# WHAT THE TASK ASKS
Only the lines from the top of the data through the line containing "trained classifier and the" should be duplicated, exactly as they appear.

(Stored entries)
+ + +
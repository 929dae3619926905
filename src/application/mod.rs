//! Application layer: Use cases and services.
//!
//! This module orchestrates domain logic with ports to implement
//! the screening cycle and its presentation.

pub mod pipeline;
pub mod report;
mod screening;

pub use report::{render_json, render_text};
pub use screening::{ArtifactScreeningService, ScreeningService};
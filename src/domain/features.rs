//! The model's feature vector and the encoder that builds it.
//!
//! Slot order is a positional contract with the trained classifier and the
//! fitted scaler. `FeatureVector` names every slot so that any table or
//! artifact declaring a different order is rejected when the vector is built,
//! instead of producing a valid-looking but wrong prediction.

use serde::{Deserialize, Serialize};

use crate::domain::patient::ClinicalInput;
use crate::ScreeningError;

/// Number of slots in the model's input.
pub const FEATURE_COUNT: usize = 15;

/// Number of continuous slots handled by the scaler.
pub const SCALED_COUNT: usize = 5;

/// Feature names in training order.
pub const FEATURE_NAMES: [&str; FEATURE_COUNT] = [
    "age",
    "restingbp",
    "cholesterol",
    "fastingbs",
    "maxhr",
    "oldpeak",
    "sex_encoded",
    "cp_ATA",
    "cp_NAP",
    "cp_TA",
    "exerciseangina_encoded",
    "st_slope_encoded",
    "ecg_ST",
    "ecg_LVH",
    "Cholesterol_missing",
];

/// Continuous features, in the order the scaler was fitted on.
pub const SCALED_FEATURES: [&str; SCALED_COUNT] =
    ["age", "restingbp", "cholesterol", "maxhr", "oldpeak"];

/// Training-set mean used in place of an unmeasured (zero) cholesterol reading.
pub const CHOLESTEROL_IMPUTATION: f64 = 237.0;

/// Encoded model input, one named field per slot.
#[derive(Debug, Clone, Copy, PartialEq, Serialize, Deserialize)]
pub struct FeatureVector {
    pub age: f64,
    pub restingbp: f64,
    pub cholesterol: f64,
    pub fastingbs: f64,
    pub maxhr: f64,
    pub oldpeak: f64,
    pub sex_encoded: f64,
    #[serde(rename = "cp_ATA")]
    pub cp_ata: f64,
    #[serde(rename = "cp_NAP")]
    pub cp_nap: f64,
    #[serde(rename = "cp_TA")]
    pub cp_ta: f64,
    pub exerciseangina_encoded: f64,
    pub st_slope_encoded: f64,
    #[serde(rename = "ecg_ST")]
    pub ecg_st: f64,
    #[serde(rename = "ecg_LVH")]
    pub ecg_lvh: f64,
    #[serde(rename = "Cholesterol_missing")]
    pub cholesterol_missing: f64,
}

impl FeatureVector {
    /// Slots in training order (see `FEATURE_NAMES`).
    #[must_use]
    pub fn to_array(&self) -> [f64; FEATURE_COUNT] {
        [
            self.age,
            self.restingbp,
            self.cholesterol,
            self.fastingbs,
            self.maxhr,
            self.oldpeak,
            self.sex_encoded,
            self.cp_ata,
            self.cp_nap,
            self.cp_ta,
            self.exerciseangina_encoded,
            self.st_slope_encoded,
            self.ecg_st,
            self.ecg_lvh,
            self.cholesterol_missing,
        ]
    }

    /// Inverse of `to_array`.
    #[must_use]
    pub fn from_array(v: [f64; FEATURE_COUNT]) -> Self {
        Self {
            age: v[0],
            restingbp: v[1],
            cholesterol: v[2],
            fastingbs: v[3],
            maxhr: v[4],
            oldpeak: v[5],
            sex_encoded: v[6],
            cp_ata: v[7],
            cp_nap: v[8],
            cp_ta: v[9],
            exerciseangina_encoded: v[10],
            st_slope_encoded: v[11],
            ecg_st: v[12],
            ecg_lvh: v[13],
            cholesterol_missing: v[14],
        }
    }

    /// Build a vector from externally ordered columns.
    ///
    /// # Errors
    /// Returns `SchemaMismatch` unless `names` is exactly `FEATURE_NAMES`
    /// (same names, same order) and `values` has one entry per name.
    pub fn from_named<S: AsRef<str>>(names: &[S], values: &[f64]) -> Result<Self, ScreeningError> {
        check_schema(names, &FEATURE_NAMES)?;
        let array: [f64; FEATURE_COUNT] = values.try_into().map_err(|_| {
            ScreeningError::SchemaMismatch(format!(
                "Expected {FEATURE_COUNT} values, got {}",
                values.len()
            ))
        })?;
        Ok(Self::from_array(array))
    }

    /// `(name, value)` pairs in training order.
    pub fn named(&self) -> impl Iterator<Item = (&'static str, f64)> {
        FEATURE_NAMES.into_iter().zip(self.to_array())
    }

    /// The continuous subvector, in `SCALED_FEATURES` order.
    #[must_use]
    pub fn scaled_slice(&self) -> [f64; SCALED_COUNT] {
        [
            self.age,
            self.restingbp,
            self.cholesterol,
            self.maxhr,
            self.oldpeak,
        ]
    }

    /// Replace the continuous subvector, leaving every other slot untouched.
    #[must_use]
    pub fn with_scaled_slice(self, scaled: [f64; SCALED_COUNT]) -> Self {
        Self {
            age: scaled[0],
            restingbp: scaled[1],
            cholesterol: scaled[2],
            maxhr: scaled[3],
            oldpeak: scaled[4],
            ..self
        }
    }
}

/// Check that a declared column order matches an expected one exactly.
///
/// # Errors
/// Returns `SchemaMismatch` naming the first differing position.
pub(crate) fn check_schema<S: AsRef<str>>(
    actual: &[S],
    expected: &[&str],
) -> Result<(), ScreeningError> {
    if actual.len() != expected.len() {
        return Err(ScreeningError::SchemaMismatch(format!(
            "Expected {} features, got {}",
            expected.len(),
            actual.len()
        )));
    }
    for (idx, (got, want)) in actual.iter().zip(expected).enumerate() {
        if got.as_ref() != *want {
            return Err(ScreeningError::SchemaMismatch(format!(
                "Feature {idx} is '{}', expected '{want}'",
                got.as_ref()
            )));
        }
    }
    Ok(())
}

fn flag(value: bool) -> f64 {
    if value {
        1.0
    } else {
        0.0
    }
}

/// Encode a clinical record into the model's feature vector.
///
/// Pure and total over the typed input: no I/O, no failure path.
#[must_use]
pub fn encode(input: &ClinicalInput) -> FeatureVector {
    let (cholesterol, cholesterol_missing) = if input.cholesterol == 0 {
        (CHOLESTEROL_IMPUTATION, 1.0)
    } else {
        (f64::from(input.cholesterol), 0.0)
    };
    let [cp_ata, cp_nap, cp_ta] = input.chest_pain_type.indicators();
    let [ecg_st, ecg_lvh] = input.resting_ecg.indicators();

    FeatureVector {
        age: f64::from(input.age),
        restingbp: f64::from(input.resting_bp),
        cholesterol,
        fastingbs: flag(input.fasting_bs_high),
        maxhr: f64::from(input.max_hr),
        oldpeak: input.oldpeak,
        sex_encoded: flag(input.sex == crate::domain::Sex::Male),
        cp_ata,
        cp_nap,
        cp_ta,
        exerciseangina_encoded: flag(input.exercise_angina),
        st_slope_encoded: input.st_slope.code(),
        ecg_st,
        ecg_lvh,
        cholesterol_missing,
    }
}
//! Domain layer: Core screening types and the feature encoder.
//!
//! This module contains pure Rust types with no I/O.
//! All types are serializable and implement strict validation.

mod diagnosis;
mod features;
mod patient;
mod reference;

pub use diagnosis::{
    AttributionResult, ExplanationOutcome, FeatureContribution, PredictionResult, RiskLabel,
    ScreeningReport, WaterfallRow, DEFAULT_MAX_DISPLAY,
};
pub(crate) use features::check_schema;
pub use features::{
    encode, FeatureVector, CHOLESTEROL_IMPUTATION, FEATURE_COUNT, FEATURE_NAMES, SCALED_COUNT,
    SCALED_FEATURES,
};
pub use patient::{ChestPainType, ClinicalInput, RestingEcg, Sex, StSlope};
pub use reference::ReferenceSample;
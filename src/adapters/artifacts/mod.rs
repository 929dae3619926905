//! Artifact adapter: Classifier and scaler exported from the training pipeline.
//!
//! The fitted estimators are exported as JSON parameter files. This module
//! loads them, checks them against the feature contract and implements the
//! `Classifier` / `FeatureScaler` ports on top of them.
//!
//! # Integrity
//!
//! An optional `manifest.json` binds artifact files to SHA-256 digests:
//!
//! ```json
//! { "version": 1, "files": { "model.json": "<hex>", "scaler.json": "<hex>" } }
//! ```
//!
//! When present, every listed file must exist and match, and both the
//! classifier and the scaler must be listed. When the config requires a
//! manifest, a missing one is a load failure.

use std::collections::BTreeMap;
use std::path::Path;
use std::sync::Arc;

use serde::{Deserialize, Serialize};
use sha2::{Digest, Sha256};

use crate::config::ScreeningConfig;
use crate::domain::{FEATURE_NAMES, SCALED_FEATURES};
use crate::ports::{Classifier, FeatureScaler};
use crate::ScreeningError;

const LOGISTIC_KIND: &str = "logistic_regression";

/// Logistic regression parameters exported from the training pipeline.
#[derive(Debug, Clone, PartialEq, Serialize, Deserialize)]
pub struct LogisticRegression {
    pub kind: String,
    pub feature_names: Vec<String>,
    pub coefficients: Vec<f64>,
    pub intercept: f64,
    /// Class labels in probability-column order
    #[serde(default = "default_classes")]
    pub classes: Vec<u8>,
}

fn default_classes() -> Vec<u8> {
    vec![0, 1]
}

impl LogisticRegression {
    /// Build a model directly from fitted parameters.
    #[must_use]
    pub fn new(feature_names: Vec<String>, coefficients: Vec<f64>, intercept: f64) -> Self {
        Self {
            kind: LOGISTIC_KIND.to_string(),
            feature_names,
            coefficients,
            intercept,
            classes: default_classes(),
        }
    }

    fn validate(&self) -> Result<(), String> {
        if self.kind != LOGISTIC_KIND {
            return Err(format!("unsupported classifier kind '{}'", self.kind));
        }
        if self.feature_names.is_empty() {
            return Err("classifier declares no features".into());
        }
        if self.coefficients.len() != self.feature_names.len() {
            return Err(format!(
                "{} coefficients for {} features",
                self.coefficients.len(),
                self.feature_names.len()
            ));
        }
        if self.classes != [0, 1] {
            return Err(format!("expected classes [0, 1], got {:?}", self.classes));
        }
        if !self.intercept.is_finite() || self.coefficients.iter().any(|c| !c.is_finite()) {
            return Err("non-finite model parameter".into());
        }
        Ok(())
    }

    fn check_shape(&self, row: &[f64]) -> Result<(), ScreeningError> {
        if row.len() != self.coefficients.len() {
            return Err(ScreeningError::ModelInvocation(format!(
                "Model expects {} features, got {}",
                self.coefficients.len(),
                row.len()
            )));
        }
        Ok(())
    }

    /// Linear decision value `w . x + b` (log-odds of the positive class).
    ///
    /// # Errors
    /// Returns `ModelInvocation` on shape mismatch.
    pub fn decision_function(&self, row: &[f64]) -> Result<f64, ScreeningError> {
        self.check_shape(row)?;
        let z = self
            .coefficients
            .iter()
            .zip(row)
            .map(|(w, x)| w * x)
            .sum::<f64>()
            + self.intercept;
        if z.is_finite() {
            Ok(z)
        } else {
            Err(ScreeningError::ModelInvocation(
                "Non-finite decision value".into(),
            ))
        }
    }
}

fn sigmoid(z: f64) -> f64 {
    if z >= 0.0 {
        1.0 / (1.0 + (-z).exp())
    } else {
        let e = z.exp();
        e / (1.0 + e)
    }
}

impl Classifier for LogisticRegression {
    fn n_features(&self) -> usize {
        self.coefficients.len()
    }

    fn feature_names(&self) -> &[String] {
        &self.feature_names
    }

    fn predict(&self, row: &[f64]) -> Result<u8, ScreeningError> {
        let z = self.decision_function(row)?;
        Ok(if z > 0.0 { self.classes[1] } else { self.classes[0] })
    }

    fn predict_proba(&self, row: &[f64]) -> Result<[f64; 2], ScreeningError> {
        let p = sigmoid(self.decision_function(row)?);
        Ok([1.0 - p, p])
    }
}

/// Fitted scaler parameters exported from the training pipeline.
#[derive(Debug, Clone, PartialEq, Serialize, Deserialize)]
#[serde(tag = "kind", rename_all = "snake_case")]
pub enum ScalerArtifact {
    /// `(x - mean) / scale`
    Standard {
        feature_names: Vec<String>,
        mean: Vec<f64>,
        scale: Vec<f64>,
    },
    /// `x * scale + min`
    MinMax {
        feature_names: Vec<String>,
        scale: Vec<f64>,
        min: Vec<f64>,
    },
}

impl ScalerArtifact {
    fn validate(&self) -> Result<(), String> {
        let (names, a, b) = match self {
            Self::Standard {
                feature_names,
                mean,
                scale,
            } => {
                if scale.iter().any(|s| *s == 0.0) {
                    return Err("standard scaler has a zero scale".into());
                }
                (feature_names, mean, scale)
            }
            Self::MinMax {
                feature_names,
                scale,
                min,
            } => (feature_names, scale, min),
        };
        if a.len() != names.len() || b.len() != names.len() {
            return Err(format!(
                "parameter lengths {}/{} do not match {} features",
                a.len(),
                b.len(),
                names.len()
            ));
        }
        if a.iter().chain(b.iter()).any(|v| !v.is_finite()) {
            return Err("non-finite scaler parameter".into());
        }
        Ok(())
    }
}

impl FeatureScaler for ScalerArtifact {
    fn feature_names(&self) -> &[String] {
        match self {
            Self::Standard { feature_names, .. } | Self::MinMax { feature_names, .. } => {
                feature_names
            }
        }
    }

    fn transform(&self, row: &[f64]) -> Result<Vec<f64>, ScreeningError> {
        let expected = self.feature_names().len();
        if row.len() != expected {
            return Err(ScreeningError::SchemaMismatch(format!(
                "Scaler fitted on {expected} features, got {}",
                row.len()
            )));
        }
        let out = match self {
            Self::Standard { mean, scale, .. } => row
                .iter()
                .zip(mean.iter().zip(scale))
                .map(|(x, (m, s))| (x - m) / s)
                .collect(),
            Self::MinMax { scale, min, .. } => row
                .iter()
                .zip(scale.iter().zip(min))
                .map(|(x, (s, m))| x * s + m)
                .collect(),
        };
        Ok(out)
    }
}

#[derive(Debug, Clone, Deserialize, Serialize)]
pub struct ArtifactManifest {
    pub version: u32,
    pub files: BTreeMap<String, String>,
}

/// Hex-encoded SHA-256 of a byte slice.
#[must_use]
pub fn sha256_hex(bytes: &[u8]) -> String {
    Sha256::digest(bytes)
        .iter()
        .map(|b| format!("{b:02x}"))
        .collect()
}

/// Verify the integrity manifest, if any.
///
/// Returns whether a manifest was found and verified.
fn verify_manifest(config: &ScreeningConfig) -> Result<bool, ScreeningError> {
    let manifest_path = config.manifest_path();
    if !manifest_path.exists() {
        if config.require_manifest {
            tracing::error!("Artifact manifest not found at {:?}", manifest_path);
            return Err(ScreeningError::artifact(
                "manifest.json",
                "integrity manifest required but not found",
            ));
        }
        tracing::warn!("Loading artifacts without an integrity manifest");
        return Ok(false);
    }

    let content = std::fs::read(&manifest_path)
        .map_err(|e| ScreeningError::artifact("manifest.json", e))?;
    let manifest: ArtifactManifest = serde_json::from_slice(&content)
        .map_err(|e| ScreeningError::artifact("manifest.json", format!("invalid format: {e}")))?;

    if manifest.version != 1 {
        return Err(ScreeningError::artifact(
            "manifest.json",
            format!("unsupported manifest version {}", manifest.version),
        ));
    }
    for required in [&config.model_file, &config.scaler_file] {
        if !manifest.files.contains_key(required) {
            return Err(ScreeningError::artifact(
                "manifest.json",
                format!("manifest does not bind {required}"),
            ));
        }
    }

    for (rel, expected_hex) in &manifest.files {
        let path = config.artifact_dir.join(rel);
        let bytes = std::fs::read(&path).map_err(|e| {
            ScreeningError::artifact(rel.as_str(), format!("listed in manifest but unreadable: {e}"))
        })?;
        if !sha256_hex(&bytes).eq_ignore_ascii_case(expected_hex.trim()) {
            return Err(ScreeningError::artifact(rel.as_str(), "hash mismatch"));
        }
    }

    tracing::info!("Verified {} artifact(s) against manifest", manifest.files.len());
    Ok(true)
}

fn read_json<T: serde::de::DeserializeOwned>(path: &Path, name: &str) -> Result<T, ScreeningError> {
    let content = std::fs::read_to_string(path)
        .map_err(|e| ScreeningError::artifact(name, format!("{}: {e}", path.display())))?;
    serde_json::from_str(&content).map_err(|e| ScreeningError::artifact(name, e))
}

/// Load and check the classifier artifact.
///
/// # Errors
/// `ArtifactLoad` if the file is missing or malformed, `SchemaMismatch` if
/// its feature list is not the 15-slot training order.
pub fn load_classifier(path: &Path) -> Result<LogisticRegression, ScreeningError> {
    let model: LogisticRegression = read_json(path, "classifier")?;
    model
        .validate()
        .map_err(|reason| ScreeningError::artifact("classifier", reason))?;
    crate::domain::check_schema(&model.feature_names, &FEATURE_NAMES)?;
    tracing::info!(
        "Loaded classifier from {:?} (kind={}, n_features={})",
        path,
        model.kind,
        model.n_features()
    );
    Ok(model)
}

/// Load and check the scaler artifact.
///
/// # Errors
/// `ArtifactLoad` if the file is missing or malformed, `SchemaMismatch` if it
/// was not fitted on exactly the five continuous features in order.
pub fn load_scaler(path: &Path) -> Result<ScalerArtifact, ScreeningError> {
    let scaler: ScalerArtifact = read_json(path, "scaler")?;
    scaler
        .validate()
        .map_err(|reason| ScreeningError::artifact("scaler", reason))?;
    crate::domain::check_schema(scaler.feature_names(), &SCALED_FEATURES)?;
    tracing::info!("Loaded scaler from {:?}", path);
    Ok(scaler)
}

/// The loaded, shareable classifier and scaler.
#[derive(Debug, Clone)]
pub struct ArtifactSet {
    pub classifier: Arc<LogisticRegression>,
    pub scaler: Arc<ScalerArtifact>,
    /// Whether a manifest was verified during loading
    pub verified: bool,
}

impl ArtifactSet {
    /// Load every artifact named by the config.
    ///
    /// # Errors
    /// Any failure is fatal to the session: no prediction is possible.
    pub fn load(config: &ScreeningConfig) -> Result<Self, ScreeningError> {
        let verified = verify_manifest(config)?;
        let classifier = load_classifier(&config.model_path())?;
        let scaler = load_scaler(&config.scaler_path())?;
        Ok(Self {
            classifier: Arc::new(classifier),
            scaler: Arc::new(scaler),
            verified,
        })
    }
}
+ + +
# OUTPUT
repository 929dae3619926905
filename src/application/mod.rs
//! Application layer: Use cases and services.
//!
//! This module orchestrates domain logic with ports to implement
//! the screening cycle and its presentation.

pub mod pipeline;
pub mod report;
mod screening;

pub use report::{render_json, render_text};
pub use screening::{ArtifactScreeningService, ScreeningService};
filename src/domain/features.rs
//! The model's feature vector and the encoder that builds it.
//!
//! Slot order is a positional contract with the trained classifier and the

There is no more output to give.